Rya Teze ('New Path'), formerly written as Rja Ţəzə and Р’йа т'әзә (in Cyrillic script), was a Kurdish language newspaper published from Yerevan, Armenia. The newspaper was founded in March 1930 and the first issue was published on 25th March 1930, printed in Kurmanji Kurdish with the newly latinised alphabet of Shemo-Margulov. It was the organ of the Kurdish section of the Communist Party of Armenia, and was produced under the auspices of the Central Committee of the Communist Party of Armenia and the Supreme Council and the Council of Ministers of the Armenian SSR. At the time, it was a four-page newspaper, published twice every week and with a circulation of 600 copies. Prior to the Kurdish linguist and author Cerdoyê Genco taking over as editor in 1934, the newspaper was run by three Armenians born in Western Armenia: Kevork Paris, Hrachya Kochar and Harutyun Mkrtchyan, who knew Kurdish. Publication was discontinued in 1937.

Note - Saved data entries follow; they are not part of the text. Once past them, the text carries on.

//! RNG module - uniform random piece generation
//!
//! Every draw is independent and uniform over the seven kinds: repeats are
//! allowed and there is no bag. A seeded generator makes games reproducible.

use rand::rngs::StdRng;
use rand::{Rng, SeedableRng};

use crate::types::PieceKind;

/// Source of randomness for pieces and particle bursts
#[derive(Debug, Clone)]
pub struct PieceGenerator {
    rng: StdRng,
}

impl PieceGenerator {
    /// Deterministic generator for the given seed
    pub fn new(seed: u64) -> Self {
        Self {
            rng: StdRng::seed_from_u64(seed),
        }
    }

    /// Generator seeded from OS entropy
    pub fn from_entropy() -> Self {
        Self {
            rng: StdRng::from_entropy(),
        }
    }

    /// Draw one kind uniformly at random
    pub fn next_kind(&mut self) -> PieceKind {
        PieceKind::ALL[self.rng.gen_range(0..PieceKind::ALL.len())]
    }

    /// Uniform value in `[0, 1)`
    pub fn unit(&mut self) -> f32 {
        self.rng.gen::<f32>()
    }
}

impl Default for PieceGenerator {
    fn default() -> Self {
        Self::new(1)
    }
}

#[cfg(test)]
mod tests {
    use super::*;

    #[test]
    fn test_same_seed_same_sequence() {
        let mut a = PieceGenerator::new(12345);
        let mut b = PieceGenerator::new(12345);
        for _ in 0..100 {
            assert_eq!(a.next_kind(), b.next_kind());
        }
    }

    #[test]
    fn test_every_kind_eventually_drawn() {
        let mut generator = PieceGenerator::new(7);
        let mut seen = [false; 7];
        for _ in 0..500 {
            let kind = generator.next_kind();
            seen[(kind.cell_value() - 1) as usize] = true;
        }
        assert!(seen.iter().all(|&s| s));
    }

    #[test]
    fn test_repeats_are_possible() {
        // No bag: somewhere in a long run two consecutive draws match.
        let mut generator = PieceGenerator::new(99);
        let mut prev = generator.next_kind();
        let mut repeated = false;
        for _ in 0..500 {
            let kind = generator.next_kind();
            if kind == prev {
                repeated = true;
                break;
            }
            prev = kind;
        }
        assert!(repeated);
    }

    #[test]
    fn test_unit_range() {
        let mut generator = PieceGenerator::new(3);
        for _ in 0..1000 {
            let u = generator.unit();
            assert!((0.0..1.0).contains(&u));
        }
    }
}
//! Session configuration.

use std::env;

use anyhow::{ensure, Result};

use crate::types::{FRAME_MS, KEY_REPEAT_DELAY_MS, KEY_REPEAT_INTERVAL_MS};

#[derive(Debug, Clone, PartialEq, Eq)]
pub struct SessionConfig {
    /// Piece generator seed; `None` draws from OS entropy
    pub seed: Option<u64>,
    pub frame_ms: u64,
    pub repeat_delay_ms: u64,
    pub repeat_interval_ms: u64,
    /// Release keys not re-reported within this window (for terminals
    /// without key-release events)
    pub key_release_timeout_ms: Option<u64>,
}

impl Default for SessionConfig {
    fn default() -> Self {
        Self {
            seed: None,
            frame_ms: FRAME_MS,
            repeat_delay_ms: KEY_REPEAT_DELAY_MS,
            repeat_interval_ms: KEY_REPEAT_INTERVAL_MS,
            key_release_timeout_ms: None,
        }
    }
}

impl SessionConfig {
    /// Create from `BLOCKFALL_*` environment variables
    pub fn from_env() -> Self {
        Self::from_lookup(|name| env::var(name).ok())
    }

    /// Create from an arbitrary variable source. Unparseable values fall back
    /// to the defaults.
    pub fn from_lookup<F>(lookup: F) -> Self
    where
        F: Fn(&str) -> Option<String>,
    {
        let number = |name: &str| lookup(name).and_then(|s| s.trim().parse::<u64>().ok());
        let defaults = Self::default();

        Self {
            seed: number("BLOCKFALL_SEED"),
            frame_ms: number("BLOCKFALL_FRAME_MS")
                .filter(|&ms| ms > 0)
                .unwrap_or(defaults.frame_ms),
            repeat_delay_ms: number("BLOCKFALL_REPEAT_DELAY_MS").unwrap_or(defaults.repeat_delay_ms),
            repeat_interval_ms: number("BLOCKFALL_REPEAT_INTERVAL_MS")
                .filter(|&ms| ms > 0)
                .unwrap_or(defaults.repeat_interval_ms),
            key_release_timeout_ms: number("BLOCKFALL_KEY_RELEASE_TIMEOUT_MS").filter(|&ms| ms > 0),
        }
    }

    pub fn with_seed(mut self, seed: u64) -> Self {
        self.seed = Some(seed);
        self
    }

    pub fn validate(&self) -> Result<()> {
        ensure!(self.frame_ms > 0, "frame interval must be positive");
        ensure!(self.repeat_interval_ms > 0, "repeat interval must be positive");
        Ok(())
    }
}

#[cfg(test)]
mod tests {
    use super::*;
    use std::collections::HashMap;

    fn lookup(vars: &[(&str, &str)]) -> impl Fn(&str) -> Option<String> {
        let map: HashMap<String, String> = vars
            .iter()
            .map(|(k, v)| (k.to_string(), v.to_string()))
            .collect();
        move |name| map.get(name).cloned()
    }

    #[test]
    fn test_defaults_when_unset() {
        let config = SessionConfig::from_lookup(lookup(&[]));
        assert_eq!(config, SessionConfig::default());
        assert_eq!(config.frame_ms, 16);
        assert_eq!(config.repeat_delay_ms, 150);
        assert_eq!(config.repeat_interval_ms, 50);
    }

    #[test]
    fn test_overrides() {
        let config = SessionConfig::from_lookup(lookup(&[
            ("BLOCKFALL_SEED", "42"),
            ("BLOCKFALL_FRAME_MS", " 8 "),
            ("BLOCKFALL_REPEAT_DELAY_MS", "200"),
            ("BLOCKFALL_REPEAT_INTERVAL_MS", "40"),
            ("BLOCKFALL_KEY_RELEASE_TIMEOUT_MS", "120"),
        ]));
        assert_eq!(config.seed, Some(42));
        assert_eq!(config.frame_ms, 8);
        assert_eq!(config.repeat_delay_ms, 200);
        assert_eq!(config.repeat_interval_ms, 40);
        assert_eq!(config.key_release_timeout_ms, Some(120));
    }

    #[test]
    fn test_invalid_values_fall_back() {
        let config = SessionConfig::from_lookup(lookup(&[
            ("BLOCKFALL_SEED", "abc"),
            ("BLOCKFALL_FRAME_MS", "0"),
            ("BLOCKFALL_KEY_RELEASE_TIMEOUT_MS", "0"),
        ]));
        assert_eq!(config.seed, None);
        assert_eq!(config.frame_ms, 16);
        assert_eq!(config.key_release_timeout_ms, None);
        assert!(config.validate().is_ok());
    }

    #[test]
    fn test_validate_rejects_zero_frame() {
        let config = SessionConfig {
            frame_ms: 0,
            ..SessionConfig::default()
        };
        assert!(config.validate().is_err());
    }

    #[test]
    fn test_from_env_does_not_panic() {
        let _config = SessionConfig::from_env();
    }
}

In 1955 publication of Rya Teze (in Cyrillic script) was resumed with Miroyi Asad as its editor. As of the early 1970s it was published semiweekly and had a circulation of 2,800. By 1976 circulation reached 5,000.

As of the 1980s Rya Teze had a weekly circulation of 4,000 and was read by Kurds across the Soviet Union; a smaller number of readers existed among the Kurds in Europe, who sometimes adopted material from it in their own publications published in Germany and Sweden. In 1989 Tital Muradov took over as editor, and in 1991 the editorship was handed over to Emirike Serdar.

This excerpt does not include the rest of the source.